Vaticinó que los Beatles serían más famosos que Jesucristo. Google lo confirma: The Beatles, 85 millones de entradas; Jesus Christ, 25 millones; Jesucristo, apenas 8 millones. Hoy hace treinta años que John Lennon -12 millones de entradas en el megabuscador- se convirtió en mártir y ascendió al Olimpo del rock. El revólver y el desequilibrio de Mark David Chapman acabaron con su vida a las puertas del edificio Dakota de Nueva York y convirtieron en mito eterno y universal al alma de los Beatles.
Chapman era un mitómano y un fanático religioso que no perdonó a Lennon su visionaria comparación de la fama de los Beatles con la de Jesús. Lo quería tanto, que lo mató. Transformó en ira, odio y violencia su admiración por el fundador de los Beatles, que vaticinó también su violenta muerte, sabedor de que las estrellas no mueren en la cama. «O morimos en un accidente de avión o nos mata algún loco», dijo en 1965.
Lejos del olvido, la figura de John Lennon sigue agigantándose treinta años después de su asesinato, el 8 de diciembre de 1981 a las puertas de su residencia en Nueva York y en presencia de su segunda esposa, Yoko Ono. Chapman lo acribilló a balazos dos horas después de haber obtenido un autógrafo de su ídolo. Un instante fijado por Paul Goresh en la última foto de John Lennon, en la que aparece junto a su futuro asesino mientras le firma un disco. «¿Sabes qué has hecho?», le gritó el portero del edificio Dakota. «Acabo de matar a John Lennon», contestó un Chapman sereno y con su revólver humeante.
Un poderoso referente
Lennon tenía 40 años y era un poderoso referente para una generación empeñada en hacer el amor en lugar de la guerra. Fascinado por su figura y su música vivía el inestable Chapman, lector compulsivo de El guardián entre el centeno, de J.?D. Salinger, con su héroe adolescente Holden Caulfield. Chapman era entonces un tejano veinteañero y desquiciado, un suicida frustrado, que puso un final trágico a su último y sórdido vagabundeo nocturno asesinando a quien más admiraba y culpabilizaba de sus estados de ánimo.
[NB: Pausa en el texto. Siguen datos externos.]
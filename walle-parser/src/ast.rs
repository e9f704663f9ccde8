use walle_source::CodeLocation;

#[derive(Debug, Clone, PartialEq)]
pub enum Literal {
    Int(i64),
    Bool(bool),
    Str(String),
}

#[derive(Debug, Clone, Copy, PartialEq, Eq)]
pub enum UnaryOp {
    /// `!`
    Bang,
    /// `-`
    Minus,
}

#[derive(Debug, Clone, Copy, PartialEq, Eq)]
pub enum BinaryOp {
    Add,
    Sub,
    Mul,
    Div,
    Pow,
    Mod,
    Eq,
    Ne,
    Gt,
    Ge,
    Lt,
    Le,
    And,
    Or,
}

impl BinaryOp {
    pub fn symbol(self) -> &'static str {
        match self {
            BinaryOp::Add => "+",
            BinaryOp::Sub => "-",
            BinaryOp::Mul => "*",
            BinaryOp::Div => "/",
            BinaryOp::Pow => "**",
            BinaryOp::Mod => "%",
            BinaryOp::Eq => "==",
            BinaryOp::Ne => "!=",
            BinaryOp::Gt => ">",
            BinaryOp::Ge => ">=",
            BinaryOp::Lt => "<",
            BinaryOp::Le => "<=",
            BinaryOp::And => "and",
            BinaryOp::Or => "or",
        }
    }
}

#[derive(Debug, Clone, PartialEq)]
pub struct Expr {
    pub kind: ExprKind,
    pub loc: CodeLocation,
}

#[derive(Debug, Clone, PartialEq)]
pub enum ExprKind {
    Literal(Literal),
    /// A variable reference (e.g. `foo`).
    Variable(String),
    /// A call to a built-in function (e.g. `GetActualX()`).
    Call { ident: String, args: Vec<Expr> },
    /// A parenthesized or bracketed expression.
    Group(Box<Expr>),
    Unary { op: UnaryOp, arg: Box<Expr> },
    /// A binary expression (e.g. `1+1`).
    Binary {
        lhs: Box<Expr>,
        op: BinaryOp,
        rhs: Box<Expr>,
    },
}

impl Expr {
    pub fn new(kind: ExprKind, loc: CodeLocation) -> Self {
        Self { kind, loc }
    }

    /// Folds literal integers, grouping and negation into a constant.
    /// Returns `None` for anything that needs runtime information.
    pub fn constant_int(&self) -> Option<i64> {
        match &self.kind {
            ExprKind::Literal(Literal::Int(val)) => Some(*val),
            ExprKind::Literal(Literal::Bool(val)) => Some(*val as i64),
            ExprKind::Group(inner) => inner.constant_int(),
            ExprKind::Unary {
                op: UnaryOp::Minus,
                arg,
            } => arg.constant_int()?.checked_neg(),
            _ => None,
        }
    }
}

#[derive(Debug, Clone, PartialEq)]
pub struct Stmt {
    pub kind: StmtKind,
    pub loc: CodeLocation,
}

#[derive(Debug, Clone, PartialEq)]
pub enum StmtKind {
    Spawn {
        x: Expr,
        y: Expr,
    },
    Respawn {
        x: Expr,
        y: Expr,
    },
    Color(Expr),
    Size(Expr),
    DrawLine {
        dir_x: Expr,
        dir_y: Expr,
        distance: Expr,
    },
    DrawCircle {
        dir_x: Expr,
        dir_y: Expr,
        radius: Expr,
    },
    DrawRectangle {
        dir_x: Expr,
        dir_y: Expr,
        distance: Expr,
        width: Expr,
        height: Expr,
    },
    Fill,
    Filling(Expr),
    Assign {
        ident: String,
        value: Expr,
    },
    Label(String),
    GoTo {
        label: String,
        condition: Expr,
    },
    ExprStmt(Expr),
}

impl Stmt {
    pub fn new(kind: StmtKind, loc: CodeLocation) -> Self {
        Self { kind, loc }
    }

    /// Returns `true` for statements that write pixels.
    pub fn is_drawing(&self) -> bool {
        matches!(
            self.kind,
            StmtKind::DrawLine { .. }
                | StmtKind::DrawCircle { .. }
                | StmtKind::DrawRectangle { .. }
                | StmtKind::Fill
        )
    }
}

/// A whole program: a flat list of statements.
#[derive(Debug, Clone, PartialEq, Default)]
pub struct Program {
    pub stmts: Vec<Stmt>,
    pub loc: CodeLocation,
}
A principios de los ochenta, Lennon se había empeñado en vivir en Nueva York contra viento y marea. Y eso que la Administración estadounidense, con la CIA y el FBI a pleno rendimiento, se lo ponía muy difícil y no dejaba de buscar trapos sucios. Aun así, encontró un hogar en un lujoso ático del neogótico y para muchos maldito edifico Dakota, en el elegante y carísimo West Side, y con vistas privilegiadas sobre el inspirador Central Park que acogería sus cenizas.
A una década de la disolución de los Beatles, afianzaba Lennon su carera en solitario. Se encontraba feliz y cómodo en su pellejo por primera vez en muchos años, alejado del alcohol y las drogas, reconciliado con Yoko Ono y al cuidado de su hijo Sean. Lennon se empeña en ser un amante padre de familia, un compositor sereno y un músico aliado con un piano blanco, alejado del delirio de las fans y los conciertos multitudinarios.
Chapman acabó con todo en uno segundos. Pidió unas vacaciones y firmo su demanda de permiso como «John Lennon». Voló a Nueva York desde Honolulú. Se plantó ante la puerta del Dakota y esperó a su ídolo. Lennon salía de casa camino de una sesión de grabación en los Plant Studios y le firmó su último disco, Double Fantasy, y preguntó a Chapman: «¿Está bien así, algo más?». Chapman calló. No extrajo entonces el revólver del calibre 38 que escondía bajo sus ropas junto a varias casetes con 14 horas de música de los Beatles. Dos horas más tarde seguía allí. Cuando Lennon regresó a casa y descendió de una limusina vio al mismo joven de 25 años al que firmó el disco dos horas antes. «Señor Lennon», le gritó Chapman antes de descerrajarle cinco disparos. Cuatro le alcanzaron por la espalda, y otro en el hombro. Uno de los proyectiles le desgarró la aorta.
John Lennon llegó con un hilo de vida al hospital Roosevelt, en el que falleció desangrado apenas 20 minutos después.